Mr. William Weis, a forensic serologist, performed blood tests on the blood found on a white sock found near the victim’s head; on a belt and buckle belonging to Mark Upchurch and found near the victim, on a brown shirt identified as belonging to defendant and found in the shelter, on a yellow towel found on the lifeguard stand, and on a plaid shirt identified as belonging to Up-church. Based upon a comparison of known blood samples from the victim, defendant, and Upchurch, Mr. Weis concluded that the blood on each item was consistent with the victim’s blood.
*27Defendant presented an alibi defense and also evidence tending to show that Mark Upchurch killed Cynthia Easterling.
Thomas Potts, Upchurch’s brother-in-law, testified for the defendant that he observed Upchurch and Cynthia Easterling leave together in Upchurch’s ’69 Chevrolet Impala on the evening of 17 August 1981. Upchurch was wearing a pair of blue slacks and a plaid shirt when he left. When Upchurch returned to Potts’ house that night around 11:30, Upchurch was wearing a different pair of slacks. Upchurch went into the house and washed his hands twice, the second time continuously for fifteen to twenty minutes. Upchurch’s face was red and looked as if he had been fighting. Upchurch told Potts that Cynthia Easterling may be dead and that he needed an alibi.
The next day Potts drove Upchurch’s car to work and noticed in the car the clothes Cynthia Easterling had been wearing the night before —a pair of blue jeans, a pair of panties, a shoe, and a pair of sunglasses. After Potts called the police and Up-church’s mother, Potts’ wife found a blood-spattered plaid shirt belonging to Upchurch. Potts further testified that Upchurch usually kept a two-and-a-half-foot long black wooden table leg in the back seat of the Impala.
The police searched Upchurch’s car and found the items Potts mentioned. In addition, the police searched the trunk and discovered that the tire tool was missing.

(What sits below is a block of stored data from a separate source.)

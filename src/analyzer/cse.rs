//! Common subexpression elimination (spec §4.E): pairs of syntactically
//! equal, pure expressions are grouped unless something between their
//! occurrences could change a variable either one reads.

use super::constfold::ConstantFold;
use super::util::{canonical_expr_text, free_vars, stmt_writes, walk};
use crate::ast::{Expr, Program, Stmt};
use crate::builtins::Purity;
use std::collections::{HashMap, HashSet};

#[derive(Debug, Clone, PartialEq, serde::Serialize)]
pub struct CseGroup {
    pub expr_text: String,
    pub lines: Vec<u32>,
}

fn expr_is_pure(expr: &Expr, purity_of: fn(&str) -> Purity) -> bool {
    match expr {
        Expr::Number { .. } | Expr::Str { .. } | Expr::Var { .. } => true,
        Expr::ArrayRef { indices, .. } => indices.iter().all(|i| expr_is_pure(i, purity_of)),
        Expr::Call { name, args, .. } => {
            purity_of(&name.to_uppercase()) == Purity::Pure
                && args.iter().all(|a| expr_is_pure(a, purity_of))
        }
        Expr::Unary { expr, .. } => expr_is_pure(expr, purity_of),
        Expr::Binary { lhs, rhs, .. } => expr_is_pure(lhs, purity_of) && expr_is_pure(rhs, purity_of),
    }
}

/// Expressions worth tracking as CSE candidates: anything with at least one
/// operator or call (a bare literal or variable reference is not a "common
/// subexpression" worth reporting).
fn is_compound(expr: &Expr) -> bool {
    matches!(expr, Expr::Binary { .. } | Expr::Call { .. } | Expr::Unary { .. })
}

fn stmt_exprs(stmt: &Stmt) -> Vec<&Expr> {
    match stmt {
        Stmt::Let { value, .. } => vec![value],
        Stmt::If { cond, .. } => vec![cond],
        Stmt::While { cond, .. } => vec![cond],
        Stmt::Print { items, .. } => items.iter().map(|i| &i.expr).collect(),
        Stmt::OnGotoGosub { selector, .. } => vec![selector],
        _ => Vec::new(),
    }
}

/// Variables a `GOSUB` to `target` may mutate, transitively (spec §4.E
/// "Subroutine summary"): the closure of every write reachable by walking
/// forward from `target` until a `RETURN`, including through nested GOSUBs.
fn subroutine_summary(program: &Program, target: u32, cache: &mut HashMap<u32, HashSet<String>>) -> HashSet<String> {
    if let Some(cached) = cache.get(&target) {
        return cached.clone();
    }
    cache.insert(target, HashSet::new()); // break cycles
    let mut modified = HashSet::new();
    let mut line_opt = Some(target);
    'lines: while let Some(line_num) = line_opt {
        let Some(line) = program.lines.get(&line_num) else { break };
        for stmt in &line.statements {
            modified.extend(stmt_writes(stmt));
            if let Stmt::Gosub { target: nested, .. } = stmt {
                modified.extend(subroutine_summary(program, *nested, cache));
            }
            if matches!(stmt, Stmt::ReturnStmt { .. }) {
                break 'lines;
            }
        }
        line_opt = program.next_line_after(line_num);
    }
    cache.insert(target, modified.clone());
    modified
}

/// Runs CSE across the whole program in source order (spec §4.E). Folded
/// constants are excluded: an expression that already const-folds isn't
/// worth reporting as a CSE opportunity.
pub fn run(program: &Program, folds: &[ConstantFold], purity_of: fn(&str) -> Purity) -> Vec<CseGroup> {
    let folded_texts: HashSet<&str> = folds.iter().map(|f| f.expr_text.as_str()).collect();
    let mut pending: HashMap<String, Vec<u32>> = HashMap::new();
    let mut groups: Vec<CseGroup> = Vec::new();
    let mut summary_cache = HashMap::new();

    for (line_num, stmt) in walk(program) {
        let writes = stmt_writes(stmt);
        if let Stmt::Gosub { target, .. } = stmt {
            let mutated = subroutine_summary(program, *target, &mut summary_cache);
            invalidate(&mut pending, &mut groups, &mutated);
        }
        invalidate(&mut pending, &mut groups, &writes.into_iter().collect());

        for expr in stmt_exprs(stmt) {
            record_candidates(expr, line_num, &mut pending, purity_of, &folded_texts);
        }
    }
    flush_all(&mut pending, &mut groups);
    groups.retain(|g| g.lines.len() > 1);
    groups
}

fn record_candidates<'a>(
    expr: &'a Expr,
    line_num: u32,
    pending: &mut HashMap<String, Vec<u32>>,
    purity_of: fn(&str) -> Purity,
    folded_texts: &HashSet<&str>,
) {
    if is_compound(expr) && expr_is_pure(expr, purity_of) {
        let text = canonical_expr_text(expr);
        if !folded_texts.contains(text.as_str()) {
            pending.entry(text).or_default().push(line_num);
        }
    }
    match expr {
        Expr::Binary { lhs, rhs, .. } => {
            record_candidates(lhs, line_num, pending, purity_of, folded_texts);
            record_candidates(rhs, line_num, pending, purity_of, folded_texts);
        }
        Expr::Unary { expr, .. } => record_candidates(expr, line_num, pending, purity_of, folded_texts),
        Expr::Call { args, .. } => {
            for a in args {
                record_candidates(a, line_num, pending, purity_of, folded_texts);
            }
        }
        Expr::ArrayRef { indices, .. } => {
            for i in indices {
                record_candidates(i, line_num, pending, purity_of, folded_texts);
            }
        }
        _ => {}
    }
}

/// Drops (and, if it had ≥2 occurrences, finalizes into `groups`) every
/// pending candidate whose free variables intersect `written`.
fn invalidate(pending: &mut HashMap<String, Vec<u32>>, groups: &mut Vec<CseGroup>, written: &HashSet<String>) {
    if written.is_empty() {
        return;
    }
    let keys: Vec<String> = pending.keys().cloned().collect();
    for key in keys {
        if expr_text_mentions_any(&key, written) {
            if let Some(lines) = pending.remove(&key) {
                groups.push(CseGroup { expr_text: key, lines });
            }
        }
    }
}

/// `canonical_expr_text` embeds canonical variable names verbatim, so a
/// substring test identifies whether any written name appears in the text.
fn expr_text_mentions_any(text: &str, written: &HashSet<String>) -> bool {
    written.iter().any(|v| text_contains_name(text, v))
}

fn text_contains_name(text: &str, name: &str) -> bool {
    text.match_indices(name).any(|(i, _)| {
        let before_ok = i == 0 || !text.as_bytes()[i - 1].is_ascii_alphanumeric();
        let after = i + name.len();
        let after_ok = after >= text.len() || !text.as_bytes()[after].is_ascii_alphanumeric();
        before_ok && after_ok
    })
}

fn flush_all(pending: &mut HashMap<String, Vec<u32>>, groups: &mut Vec<CseGroup>) {
    for (expr_text, lines) in pending.drain() {
        groups.push(CseGroup { expr_text, lines });
    }
}

#[cfg(test)]
mod tests {
    use super::*;
    use crate::builtins::purity;
    use crate::parser::parse_program;
    use crate::token::KeywordCase;

    #[test]
    fn gosub_mutation_invalidates_cse_across_the_call() {
        let src = "10 A = 1 : B = 2\n20 X = A + B\n30 GOSUB 100\n40 Y = A + B\n50 END\n100 B = B + 10 : RETURN\n";
        let program = parse_program(src, KeywordCase::Preserve).unwrap();
        let folds = super::super::constfold::run(&program, purity);
        let groups = run(&program, &folds, purity);
        assert!(!groups.iter().any(|g| g.lines.contains(&20) && g.lines.contains(&40)));
    }

    #[test]
    fn unrelated_repeated_expression_is_grouped() {
        let src = "10 X = A + B\n20 PRINT A + B\n";
        let program = parse_program(src, KeywordCase::Preserve).unwrap();
        let folds = super::super::constfold::run(&program, purity);
        let groups = run(&program, &folds, purity);
        assert!(groups.iter().any(|g| g.lines == vec![10, 20]));
    }
}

Upchurch was brought in for questioning. When confronted with his bloodstained shirt, Upchurch became upset and agreed to give a statement.
Mr. Weis, the forensic serologist, testifying for the defendant, concluded that the numerous blood spots on Upchurch’s plaid shirt were consistent with the victim’s blood, but inconsistent with Upchurch’s or the defendant’s blood. The blood spots on Up-church’s shirt and belt were medium velocity spatters indicative of blood being thrown off an object as it was being swung or blood being spattered as when an object hits a pool of blood or a saturated bloody object. The blood pattern on the shirt was consistent with the type of spattering which would result from someone beating a human with a tire tool or some other instrument. The bloodstain on the defendant’s shirt, however, in his opinion, *28did not look like a spatter pattern but “more of a smear or a transfer from one object to another type of bloodstain.”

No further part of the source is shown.